There's also Vino Van Gogh, but it's not what it sounds like.  It's actually the name of a painting class where wine is served.  I guess that's keeping up with the great tradition of well-lubricated artists.  The real attractive thing about the class is that you do not have to bring any supplies.  They are provided for you.  You do get instruction for your 2 to 3 hour class.  At the end of it, you have a painting done all by your little lonesome.

Image: "The Drinkers (After Daumier)" By Vincent Van Gogh; 1890.

Interesting Facts and Information About Vincent Van Gogh

Not many artists inspire more awe and mystery than the legendary Vincent Willem Van Gogh (1853 – 1890.) Most people know him as a social outcast who cut off part of his own ear, painted some masterpieces and then died from a mysterious gunshot wound that (or may not) have been self-inflicted. But many facts surrounding Vincent’s life are even stranger than that whole ear thing.

Why He Signed his Paintings "Vincent"
Van Gogh signed most of his major paintings with his first name. Usually, an artist signed with initials or the last name. He was a Dutchman with a name easy for non-Dutch to spell but difficult to pronounce. "Van Gogh" is not pronounced "van go" or "van goff" but a sound difficult to reproduce in English spelling. The best approximation is "van hawkgh" to sound similarly (but not exactly) to "cough."

He was perhaps tired of hearing foreigners mangle his last name and so preferred to be called by the more easily pronounced Vincent.
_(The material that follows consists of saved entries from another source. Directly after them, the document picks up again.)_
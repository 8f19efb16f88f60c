//! Foreground Poller — detects when the user reveals the desktop.
//!
//! A background thread samples the focused window's class name at a fixed
//! interval and classifies it against a small allow-list of desktop-shell
//! classes. Matches fire the shared restore/anchor path as a fire-and-forget
//! closure marshaled onto the main thread; the poller itself never mutates
//! window state. Repeated matches while the user dwells on the desktop are
//! expected and handled idempotently downstream.

use std::sync::atomic::{AtomicBool, Ordering};
use std::sync::Arc;
use std::time::Duration;

use log::info;
use tauri::AppHandle;

/// Fixed sampling interval for the foreground window class.
pub const POLL_INTERVAL: Duration = Duration::from_millis(500);

/// Native window classes used by the Windows desktop background/icon layer.
pub const DESKTOP_SHELL_CLASSES: [&str; 3] = ["WorkerW", "Progman", "SysListView32"];

/// Classify a window class name as desktop shell. Exact, case-sensitive.
pub fn is_desktop_shell_class(class: &str) -> bool {
    DESKTOP_SHELL_CLASSES.contains(&class)
}

#[cfg(target_os = "windows")]
fn foreground_window_class() -> Option<String> {
    use windows::Win32::UI::WindowsAndMessaging::{GetClassNameW, GetForegroundWindow};

    unsafe {
        let foreground = GetForegroundWindow();
        if foreground.is_invalid() {
            return None;
        }
        let mut buf = [0u16; 256];
        let len = GetClassNameW(foreground, &mut buf);
        if len > 0 {
            Some(String::from_utf16_lossy(&buf[..len as usize]))
        } else {
            None
        }
    }
}

#[cfg(target_os = "windows")]
fn poll_once(app: &AppHandle) {
    if let Some(class) = foreground_window_class() {
        if is_desktop_shell_class(&class) {
            let handle = app.clone();
            let _ =
                app.run_on_main_thread(move || crate::mode::enforce_widget_visibility(&handle));
        }
    }
}

#[cfg(not(target_os = "windows"))]
fn poll_once(_app: &AppHandle) {}

/// Spawn the poller thread. Runs from startup until the shutdown flag is
/// set. If the thread dies, detection signals simply stop and the visibility
/// watchdog remains the sole backstop.
pub fn start(app: AppHandle, shutdown: Arc<AtomicBool>) {
    std::thread::spawn(move || {
        info!(
            "Foreground poller started ({}ms interval)",
            POLL_INTERVAL.as_millis()
        );

        while !shutdown.load(Ordering::SeqCst) {
            std::thread::sleep(POLL_INTERVAL);
            poll_once(&app);
        }

        info!("Foreground poller stopped");
    });
}

#[cfg(test)]
mod tests {
    use super::*;

    #[test]
    fn desktop_shell_classes_match() {
        assert!(is_desktop_shell_class("WorkerW"));
        assert!(is_desktop_shell_class("Progman"));
        assert!(is_desktop_shell_class("SysListView32"));
    }

    #[test]
    fn application_classes_do_not_match() {
        assert!(!is_desktop_shell_class("Chrome_WidgetWin_1"));
        assert!(!is_desktop_shell_class("CabinetWClass"));
        assert!(!is_desktop_shell_class("Notepad"));
        assert!(!is_desktop_shell_class(""));
    }

    #[test]
    fn classification_is_case_sensitive() {
        assert!(!is_desktop_shell_class("workerw"));
        assert!(!is_desktop_shell_class("PROGMAN"));
    }
}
He also had a considerable talent for ticking off his family members, so he may have started signing "Vincent" in order to distance himself from the whole Van Gogh clan.

He Wasn't the Biggest Failure in the Family

Vincent was definitely the black sheep of his family, but he was nothing compared to his first cousin Hendrik Jacob Eerligh Van Gogh, the son of Vincent's uncle, Rear Admiral Johannes (Jan) Van Gogh (1817 - 1885). Uncle Jan made a fortune in his career and watched it all wash away when his son (Vincent's cousin) stole it all and escaped to America, where he would die just one year after his father. He is buried in Portland, Oregon.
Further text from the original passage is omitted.